Try it
Print each entry word for word.

--- Data for processing Enclosed Below ---

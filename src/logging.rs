use tracing::Level;
use tracing_subscriber::{fmt, prelude::*, EnvFilter};

#[derive(Debug, Clone, Copy, PartialEq, Eq, Default)]
pub enum Verbosity {
    /// Errors only.
    Quiet,
    #[default]
    Normal,
    Verbose,
    Trace,
}

impl Verbosity {
    pub fn from_flags(quiet: bool, verbose: u8) -> Self {
        if quiet {
            return Self::Quiet;
        }
        match verbose {
            0 => Self::Normal,
            1 => Self::Verbose,
            _ => Self::Trace,
        }
    }

    pub fn to_level(self) -> Level {
        match self {
            Self::Quiet => Level::ERROR,
            Self::Normal => Level::INFO,
            Self::Verbose => Level::DEBUG,
            Self::Trace => Level::TRACE,
        }
    }
}

/// Installs the global subscriber. `RUST_LOG` overrides the verbosity flags.
pub fn init_logging(verbosity: Verbosity) {
    let default_filter = format!("retreat_registration={}", verbosity.to_level());
    let env_filter =
        EnvFilter::try_from_default_env().unwrap_or_else(|_| EnvFilter::new(&default_filter));

    let subscriber = tracing_subscriber::registry().with(env_filter).with(
        fmt::layer()
            .with_target(false)
            .with_writer(std::io::stderr),
    );

    let _ = subscriber.try_init();
}
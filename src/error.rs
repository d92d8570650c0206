//! Error types for registration operations.

use std::fmt;

use thiserror::Error;

use crate::validate::ValidationIssue;

/// Every issue found while validating a submission, tagged with the
/// participant's position in the batch (0 is the primary participant).
#[derive(Debug, Clone, PartialEq, Eq, Default)]
pub struct ValidationErrors {
    pub issues: Vec<(usize, ValidationIssue)>,
}

impl ValidationErrors {
    pub fn is_empty(&self) -> bool {
        self.issues.is_empty()
    }

    pub fn len(&self) -> usize {
        self.issues.len()
    }

    /// True when any participant tripped the given issue.
    pub fn contains(&self, issue: &ValidationIssue) -> bool {
        self.issues.iter().any(|(_, found)| found == issue)
    }
}

impl fmt::Display for ValidationErrors {
    fn fmt(&self, f: &mut fmt::Formatter<'_>) -> fmt::Result {
        let rendered: Vec<String> = self
            .issues
            .iter()
            .map(|(index, issue)| format!("participant {}: {issue}", index + 1))
            .collect();
        write!(f, "{}", rendered.join("; "))
    }
}

#[derive(Error, Debug)]
pub enum Error {
    /// The submission was rejected before anything was written.
    #[error("registration is incomplete: {0}")]
    Validation(ValidationErrors),

    /// Another record already holds this identifier.
    #[error("student id {student_id} is already taken")]
    DuplicateId { student_id: String },

    #[error("student id numbering for {prefix} has run out of sequence numbers")]
    SequenceExhausted { prefix: String },

    #[error("no participant record with handle {doc_id}")]
    RecordNotFound { doc_id: String },

    #[error("database query failed: {0}")]
    Database(#[from] sqlx::Error),

    #[error("database migration failed: {0}")]
    Migration(#[from] sqlx::migrate::MigrateError),

    #[error("failed to load configuration: {0}")]
    ConfigLoad(Box<figment::Error>),

    #[error("invalid configuration: {message}")]
    ConfigValidation { message: String },

    #[error("invalid date '{value}', expected YYYY-MM-DD")]
    InvalidDate { value: String },

    #[error("CSV error: {0}")]
    Csv(#[from] csv::Error),

    #[error("JSON error: {0}")]
    Json(#[from] serde_json::Error),

    #[error("I/O error: {0}")]
    Io(#[from] std::io::Error),
}

pub type Result<T> = std::result::Result<T, Error>;

impl From<figment::Error> for Error {
    fn from(err: figment::Error) -> Self {
        Self::ConfigLoad(Box::new(err))
    }
}

impl From<ValidationErrors> for Error {
    fn from(errors: ValidationErrors) -> Self {
        Self::Validation(errors)
    }
}

impl Error {
    /// Validation errors are shown inline; everything else is a blocking alert.
    pub fn is_validation(&self) -> bool {
        matches!(self, Self::Validation(_))
    }

    pub fn is_duplicate_id(&self) -> bool {
        matches!(self, Self::DuplicateId { .. })
    }
}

--- End of Enclosed Data for processing ---

Written solution
filename src/logging.rs
use tracing::Level;
use tracing_subscriber::{fmt, prelude::*, EnvFilter};

#[derive(Debug, Clone, Copy, PartialEq, Eq, Default)]
pub enum Verbosity {
    /// Errors only.
    Quiet,
    #[default]
    Normal,
    Verbose,
    Trace,
}

impl Verbosity {
    pub fn from_flags(quiet: bool, verbose: u8) -> Self {
        if quiet {
            return Self::Quiet;
        }
        match verbose {
            0 => Self::Normal,
            1 => Self::Verbose,
            _ => Self::Trace,
        }
    }

    pub fn to_level(self) -> Level {
        match self {
            Self::Quiet => Level::ERROR,
            Self::Normal => Level::INFO,
            Self::Verbose => Level::DEBUG,
            Self::Trace => Level::TRACE,
        }
    }
}

/// Installs the global subscriber. `RUST_LOG` overrides the verbosity flags.
pub fn init_logging(verbosity: Verbosity) {
    let default_filter = format!("retreat_registration={}", verbosity.to_level());
    let env_filter =
        EnvFilter::try_from_default_env().unwrap_or_else(|_| EnvFilter::new(&default_filter));

    let subscriber = tracing_subscriber::registry().with(env_filter).with(
        fmt::layer()
            .with_target(false)
            .with_writer(std::io::stderr),
    );

    let _ = subscriber.try_init();
}
filename src/error.rs
repository d92d8570650c0206
//! Error types for registration operations.

use std::fmt;

use thiserror::Error;

use crate::validate::ValidationIssue;

/// Every issue found while validating a submission, tagged with the
/// participant's position in the batch (0 is the primary participant).
#[derive(Debug, Clone, PartialEq, Eq, Default)]
pub struct ValidationErrors {
    pub issues: Vec<(usize, ValidationIssue)>,
}

impl ValidationErrors {
    pub fn is_empty(&self) -> bool {
        self.issues.is_empty()
    }

    pub fn len(&self) -> usize {
        self.issues.len()
    }

    /// True when any participant tripped the given issue.
    pub fn contains(&self, issue: &ValidationIssue) -> bool {
        self.issues.iter().any(|(_, found)| found == issue)
    }
}

impl fmt::Display for ValidationErrors {
    fn fmt(&self, f: &mut fmt::Formatter<'_>) -> fmt::Result {
        let rendered: Vec<String> = self
            .issues
            .iter()
            .map(|(index, issue)| format!("participant {}: {issue}", index + 1))
            .collect();
        write!(f, "{}", rendered.join("; "))
    }
}

#[derive(Error, Debug)]
pub enum Error {
    /// The submission was rejected before anything was written.
    #[error("registration is incomplete: {0}")]
    Validation(ValidationErrors),

    /// Another record already holds this identifier.
    #[error("student id {student_id} is already taken")]
    DuplicateId { student_id: String },

    #[error("student id numbering for {prefix} has run out of sequence numbers")]
    SequenceExhausted { prefix: String },

    #[error("no participant record with handle {doc_id}")]
    RecordNotFound { doc_id: String },

    #[error("database query failed: {0}")]
    Database(#[from] sqlx::Error),

    #[error("database migration failed: {0}")]
    Migration(#[from] sqlx::migrate::MigrateError),

    #[error("failed to load configuration: {0}")]
    ConfigLoad(Box<figment::Error>),

    #[error("invalid configuration: {message}")]
    ConfigValidation { message: String },

    #[error("invalid date '{value}', expected YYYY-MM-DD")]
    InvalidDate { value: String },

    #[error("CSV error: {0}")]
    Csv(#[from] csv::Error),

    #[error("JSON error: {0}")]
    Json(#[from] serde_json::Error),

    #[error("I/O error: {0}")]
    Io(#[from] std::io::Error),
}

pub type Result<T> = std::result::Result<T, Error>;

impl From<figment::Error> for Error {
    fn from(err: figment::Error) -> Self {
        Self::ConfigLoad(Box::new(err))
    }
}

impl From<ValidationErrors> for Error {
    fn from(errors: ValidationErrors) -> Self {
        Self::Validation(errors)
    }
}

impl Error {
    /// Validation errors are shown inline; everything else is a blocking alert.
    pub fn is_validation(&self) -> bool {
        matches!(self, Self::Validation(_))
    }

    pub fn is_duplicate_id(&self) -> bool {
        matches!(self, Self::DuplicateId { .. })
    }
}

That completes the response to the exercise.